El monóxido de carbono, abreviado como CO, es un gas sin olor ni color que se produce cuando se queman ciertos combustibles, como la gasolina, el propano, el carbón o la leña.
Muchos aparatos domésticos, como estufas y chimeneas, producen monóxido de carbono. La exposición prolongada al monóxido de carbono provoca intoxicación por monóxido de carbono, lo que puede resultar en problemas de salud a corto y largo plazo, incluso la muerte. Cada año, más de 400 estadounidenses mueren por intoxicación con CO y más de 14,000 terminan en el hospital. Estos números se deben a exposiciones accidentales no relacionadas con incendios, lo que significa que se pueden evitar por completo.

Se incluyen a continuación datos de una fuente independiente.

//! Summary tables of a reconciliation run.
//!
//! [`ReportBuilder`] turns the raw input, the canonical records and the run statistics into
//! five tables: a summary of the figures with percentages, the kept/removed split per
//! source, raw record and citation counts per publication year, and document types per year
//! of the reconciled set.
//!
//! ```
//! use bibunify::{Record, ReportBuilder, Source};
//! use bibunify::reconcile::Reconciler;
//!
//! let input = vec![
//!     Record {
//!         source: Source::Scopus,
//!         origin_id: "s1".to_string(),
//!         doi: Some("10.1/x".to_string()),
//!         title: "Deep Learning in X".to_string(),
//!         year: Some(2020),
//!         cited_by: Some(10),
//!         ..Default::default()
//!     },
//!     Record {
//!         source: Source::Wos,
//!         origin_id: "w1".to_string(),
//!         doi: Some("10.1/X".to_string()),
//!         title: "Deep Learning in X".to_string(),
//!         year: Some(2020),
//!         cited_by: Some(4),
//!         ..Default::default()
//!     },
//! ];
//! let reconciliation = Reconciler::new().reconcile(&input).unwrap();
//!
//! let tables = ReportBuilder::new().build(&input, &reconciliation.records, &reconciliation.stats());
//! assert_eq!(tables.counts_by_year[0].total, 2);
//! assert_eq!(tables.citations_by_year[0].total, 14);
//! assert_eq!(tables.distribution[1].removed, 1);
//! ```

use crate::reconcile::ReconciliationStats;
use crate::{CanonicalRecord, Record, Source};
use serde::Serialize;
use std::collections::{BTreeMap, BTreeSet};
use std::ops::RangeInclusive;
use tracing::debug;

/// The tables of a report, in the order they are usually written.
#[derive(Debug, Clone, Copy, PartialEq, Eq, Hash)]
pub enum ReportTable {
    Summary,
    Distribution,
    CountsByYear,
    CitationsByYear,
    DocumentTypesByYear,
}

impl ReportTable {
    pub const ALL: [ReportTable; 5] = [
        ReportTable::Summary,
        ReportTable::Distribution,
        ReportTable::CountsByYear,
        ReportTable::CitationsByYear,
        ReportTable::DocumentTypesByYear,
    ];

    /// File stem used when the table is written on its own.
    pub fn name(&self) -> &'static str {
        match self {
            ReportTable::Summary => "stats_summary",
            ReportTable::Distribution => "dedup_distribution",
            ReportTable::CountsByYear => "raw_counts_by_year",
            ReportTable::CitationsByYear => "raw_citations_by_year",
            ReportTable::DocumentTypesByYear => "doc_types_by_year",
        }
    }
}

/// A figure of the summary table.
#[derive(Debug, Clone, Copy, PartialEq, Serialize)]
#[serde(untagged)]
pub enum SummaryValue {
    Count(usize),
    /// Rounded to one decimal
    Percent(f64),
}

#[derive(Debug, Clone, PartialEq, Serialize)]
pub struct SummaryRow {
    #[serde(rename = "Metric")]
    pub metric: String,
    #[serde(rename = "Value")]
    pub value: SummaryValue,
}

/// Records kept and removed by deduplication for one source.
#[derive(Debug, Clone, PartialEq, Serialize)]
pub struct DistributionRow {
    #[serde(rename = "Source")]
    pub source: &'static str,
    #[serde(rename = "Kept")]
    pub kept: usize,
    #[serde(rename = "Removed")]
    pub removed: usize,
    #[serde(rename = "Total")]
    pub total: usize,
    #[serde(rename = "Kept (%)")]
    pub kept_percent: f64,
    #[serde(rename = "Removed (%)")]
    pub removed_percent: f64,
}

/// Input records per publication year, before deduplication.
#[derive(Debug, Clone, PartialEq, Eq, Serialize)]
pub struct YearCountRow {
    #[serde(rename = "Year")]
    pub year: i32,
    #[serde(rename = "WoS")]
    pub wos: usize,
    #[serde(rename = "Scopus")]
    pub scopus: usize,
    #[serde(rename = "Total Articles Raw")]
    pub total: usize,
}

/// Citations of the input records per publication year, before deduplication.
#[derive(Debug, Clone, PartialEq, Eq, Serialize)]
pub struct YearCitationRow {
    #[serde(rename = "Year")]
    pub year: i32,
    #[serde(rename = "WoS Citations")]
    pub wos: u64,
    #[serde(rename = "Scopus Citations")]
    pub scopus: u64,
    #[serde(rename = "Total Citations Raw")]
    pub total: u64,
}

/// Canonical records per year and document type. `counts` lines up with `types`.
#[derive(Debug, Clone, Default, PartialEq, Eq)]
pub struct DocumentTypeTable {
    pub types: Vec<String>,
    pub rows: Vec<(i32, Vec<usize>)>,
}

impl DocumentTypeTable {
    pub fn is_empty(&self) -> bool {
        self.rows.is_empty()
    }

    /// Count for one year and document type.
    pub fn count(&self, year: i32, document_type: &str) -> usize {
        let Some(column) = self.types.iter().position(|t| t == document_type) else {
            return 0;
        };
        self.rows
            .iter()
            .find(|(row_year, _)| *row_year == year)
            .map_or(0, |(_, counts)| counts[column])
    }
}

/// Every table of a report.
#[derive(Debug, Clone, Default, PartialEq)]
pub struct ReportTables {
    pub summary: Vec<SummaryRow>,
    pub distribution: Vec<DistributionRow>,
    pub counts_by_year: Vec<YearCountRow>,
    pub citations_by_year: Vec<YearCitationRow>,
    pub document_types: DocumentTypeTable,
}

impl ReportTables {
    /// Value of a summary metric, by name.
    pub fn summary_value(&self, metric: &str) -> Option<SummaryValue> {
        self.summary
            .iter()
            .find(|row| row.metric == metric)
            .map(|row| row.value)
    }
}

/// Builds [`ReportTables`], optionally restricting the per-year tables to a year range.
#[derive(Debug, Clone, Default)]
pub struct ReportBuilder {
    year_range: Option<RangeInclusive<i32>>,
}

impl ReportBuilder {
    #[must_use]
    pub fn new() -> Self {
        Self::default()
    }

    /// Only count publication years between `start` and `end`, inclusive, in the per-year
    /// tables. Records without a year never appear there.
    #[must_use]
    pub fn with_year_range(mut self, start: i32, end: i32) -> Self {
        self.year_range = Some(start..=end);
        self
    }

    pub fn build(
        &self,
        input: &[Record],
        records: &[CanonicalRecord],
        stats: &ReconciliationStats,
    ) -> ReportTables {
        let tables = ReportTables {
            summary: summary(records, stats),
            distribution: Source::ALL
                .iter()
                .map(|&source| distribution_row(source, records))
                .collect(),
            counts_by_year: self.counts_by_year(input),
            citations_by_year: self.citations_by_year(input),
            document_types: self.document_types(records),
        };

        debug!(
            years = tables.counts_by_year.len(),
            document_types = tables.document_types.types.len(),
            "built report tables"
        );
        tables
    }

    fn year_in_range(&self, year: Option<i32>) -> Option<i32> {
        year.filter(|year| {
            self.year_range
                .as_ref()
                .is_none_or(|range| range.contains(year))
        })
    }

    fn counts_by_year(&self, input: &[Record]) -> Vec<YearCountRow> {
        let mut years: BTreeMap<i32, (usize, usize)> = BTreeMap::new();
        for record in input {
            if let Some(year) = self.year_in_range(record.year) {
                let (wos, scopus) = years.entry(year).or_default();
                match record.source {
                    Source::Wos => *wos += 1,
                    Source::Scopus => *scopus += 1,
                }
            }
        }

        years
            .into_iter()
            .map(|(year, (wos, scopus))| YearCountRow {
                year,
                wos,
                scopus,
                total: wos + scopus,
            })
            .collect()
    }

    fn citations_by_year(&self, input: &[Record]) -> Vec<YearCitationRow> {
        let mut years: BTreeMap<i32, (u64, u64)> = BTreeMap::new();
        for record in input {
            if let Some(year) = self.year_in_range(record.year) {
                let citations = u64::from(record.cited_by.unwrap_or(0));
                let (wos, scopus) = years.entry(year).or_default();
                match record.source {
                    Source::Wos => *wos += citations,
                    Source::Scopus => *scopus += citations,
                }
            }
        }

        years
            .into_iter()
            .map(|(year, (wos, scopus))| YearCitationRow {
                year,
                wos,
                scopus,
                total: wos + scopus,
            })
            .collect()
    }

    fn document_types(&self, records: &[CanonicalRecord]) -> DocumentTypeTable {
        let mut counts: BTreeMap<i32, BTreeMap<&str, usize>> = BTreeMap::new();
        let mut types: BTreeSet<&str> = BTreeSet::new();

        for record in records {
            let (Some(year), Some(document_type)) =
                (self.year_in_range(record.year), record.document_type.as_deref())
            else {
                continue;
            };
            for kind in document_type.split(';').map(str::trim).filter(|t| !t.is_empty()) {
                types.insert(kind);
                *counts.entry(year).or_default().entry(kind).or_default() += 1;
            }
        }

        DocumentTypeTable {
            types: types.iter().map(|t| t.to_string()).collect(),
            rows: counts
                .into_iter()
                .map(|(year, by_type)| {
                    let row = types
                        .iter()
                        .map(|t| by_type.get(t).copied().unwrap_or(0))
                        .collect();
                    (year, row)
                })
                .collect(),
        }
    }
}

fn source_label(source: Source) -> &'static str {
    match source {
        Source::Scopus => "Scopus",
        Source::Wos => "WoS",
    }
}

fn percent(part: usize, whole: usize) -> f64 {
    if whole == 0 {
        return 0.0;
    }
    (part as f64 / whole as f64 * 1000.0).round() / 10.0
}

/// Canonical records whose survivor comes from `source`, and members of `source` absorbed
/// into another record.
fn kept_and_removed(source: Source, records: &[CanonicalRecord]) -> (usize, usize) {
    records.iter().fold((0, 0), |(kept, removed), record| {
        let survivor = record.members.first().is_some_and(|m| m.source == source);
        let absorbed = record
            .members
            .iter()
            .skip(1)
            .filter(|m| m.source == source)
            .count();
        (kept + usize::from(survivor), removed + absorbed)
    })
}

fn distribution_row(source: Source, records: &[CanonicalRecord]) -> DistributionRow {
    let (kept, removed) = kept_and_removed(source, records);
    let total = kept + removed;
    DistributionRow {
        source: source_label(source),
        kept,
        removed,
        total,
        kept_percent: percent(kept, total),
        removed_percent: percent(removed, total),
    }
}

fn summary(records: &[CanonicalRecord], stats: &ReconciliationStats) -> Vec<SummaryRow> {
    let mut rows = Vec::new();
    let mut push = |metric: String, value: SummaryValue| rows.push(SummaryRow { metric, value });

    let loaded = stats.input_records;
    let final_total = stats.canonical_records;
    let duplicated = stats.exact_groups + stats.fuzzy_groups;

    push("Loaded papers".to_string(), SummaryValue::Count(loaded));
    for source in Source::ALL {
        let label = source_label(source);
        let count = stats.input_by_source.get(&source).copied().unwrap_or(0);
        push(format!("Loaded {label}"), SummaryValue::Count(count));
        push(
            format!("Loaded {label} (%)"),
            SummaryValue::Percent(percent(count, loaded)),
        );
    }

    push(
        "Duplicated papers found".to_string(),
        SummaryValue::Count(duplicated),
    );
    push(
        "Duplicated papers found (%)".to_string(),
        SummaryValue::Percent(percent(duplicated, loaded)),
    );
    push(
        "Matched by DOI".to_string(),
        SummaryValue::Count(stats.exact_groups),
    );
    push(
        "Matched by title".to_string(),
        SummaryValue::Count(stats.fuzzy_groups),
    );

    for source in Source::ALL {
        let label = source_label(source);
        let loaded_from_source = stats.input_by_source.get(&source).copied().unwrap_or(0);
        let (_, removed) = kept_and_removed(source, records);
        push(
            format!("Removed duplicated {label}"),
            SummaryValue::Count(removed),
        );
        push(
            format!("Removed duplicated {label} (%)"),
            SummaryValue::Percent(percent(removed, loaded_from_source)),
        );
    }

    push(
        "Total after duplicates removal".to_string(),
        SummaryValue::Count(final_total),
    );
    for source in Source::ALL {
        let label = source_label(source);
        let (kept, _) = kept_and_removed(source, records);
        push(format!("Final {label}"), SummaryValue::Count(kept));
        push(
            format!("Final {label} (%)"),
            SummaryValue::Percent(percent(kept, final_total)),
        );
    }

    push(
        "Found in both databases".to_string(),
        SummaryValue::Count(stats.in_both),
    );
    rows
}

Los síntomas más habituales de la exposición prolongada al monóxido de carbono suelen describirse como “similares a la gripe”. Estos incluyen dolor de cabeza, debilidad muscular, mareos, náuseas o vómito, falta de aire, confusión y somnolencia. La inhalación de monóxido de carbono también puede provocar la pérdida del conocimiento. La inhalación de grandes cantidades de CO causa que este reemplace el oxígeno en nuestros glóbulos rojos, lo que provoca daños en los tejidos del cerebro y el corazón. La gravedad de los síntomas y la duración de los problemas de salud se relacionan directamente con la cantidad de CO inhalada y el tiempo de exposición. Las personas que pierden el conocimiento por inhalación de CO pueden sufrir otros problema de salud derivados de daños en el sistema nervioso o en el cerebro que aparecen tras la recuperación. Estos síntomas incluyen pérdida de memoria, cambios de personalidad y problemas de movimiento. Si presentas síntomas de intoxicación por monóxido de carbono, es importante que salgas inmediatamente al aire libre y busques atención médica.
La ausencia de color y olor del CO hace que sea difícil de detectar, pero hay muchas formas de reducir los riesgos de intoxicación por monóxido de carbono.
- Detectores de CO: Estos dispositivos funcionan con pilas y controlan la cantidad de monóxido de carbono en el aire; además, hacen sonar una alarma si los niveles son demasiado altos. Se recomienda colocar detectores de CO en las áreas comunes, fuera de cada dormitorio, en el sótano y cerca (no dentro) del garaje. Por lo general, los detectores de CO deben remplazarse cada 5 años, a menos que el fabricante indique lo contrario. Para asegurarte de que funcionan correctamente, lo mejor es revisar las pilas dos veces al año. Una buena forma de recordar hacerlo es revisar el detector de CO cuando se cambia la hora en primavera y otoño.

- Revisiones de electrodomésticos: Cada año, haz que un técnico calificado revise tu sistema de calefacción, el calentador de agua, los aparatos de gas, los calentadores y las estufas de leña para asegurarte de que estén bien ventilados y no tengan fugas de monóxido de carbono. Del mismo modo, haz que un mecánico revise el sistema de escape de tu auto una vez al año. Las fugas en el sistema de escape pueden causar la acumulación de monóxido de carbono en el interior de tu auto, lo que es peligroso en un espacio tan pequeño y cerrado. Otro punto importante que hay que revisar bien es la chimenea. Las chimeneas pueden quedar bloqueadas por residuos que evitan que el monóxido de carbono se disperse por el conducto.

- Utiliza los aparatos de combustión de forma segura: Nunca utilices generadores ni estufas portátiles de campamento dentro de tu casa. Si es posible, utiliza estos artículos solo cuanto estés a 20 pies de un edificio. Además, nunca debes quemar carbón en interiores, ya que todos los tipos de carbón producen monóxido de carbono. Asegúrate de que haya rejillas alrededor de los aparatos de combustión, incluyendo los calentadores y las estufas de leña, para eliminar el monóxido de carbono del área.


A pesar de la cantidad de aparatos que producen CO en nuestras casas, las leyes estatales solo apenas han comenzado a exigir la instalación de detectores de CO en las construcciones nuevas. A diferencia de los detectores de humo, es posible que no tengas detectores de CO en tu casa, sobre todo si se construyó antes de que la legislación modificara los códigos de construcción en 2011. Aunque puede que te cueste un poco de esfuerzo comprar tus propios detectores de CO o revisar tus electrodomésticos, es importante para la salud de todos los que viven en tu casa. La intoxicación por monóxido de carbono causa cientos de muertes y miles de hospitalizaciones al año, todas ellas evitables con un poco de precaución.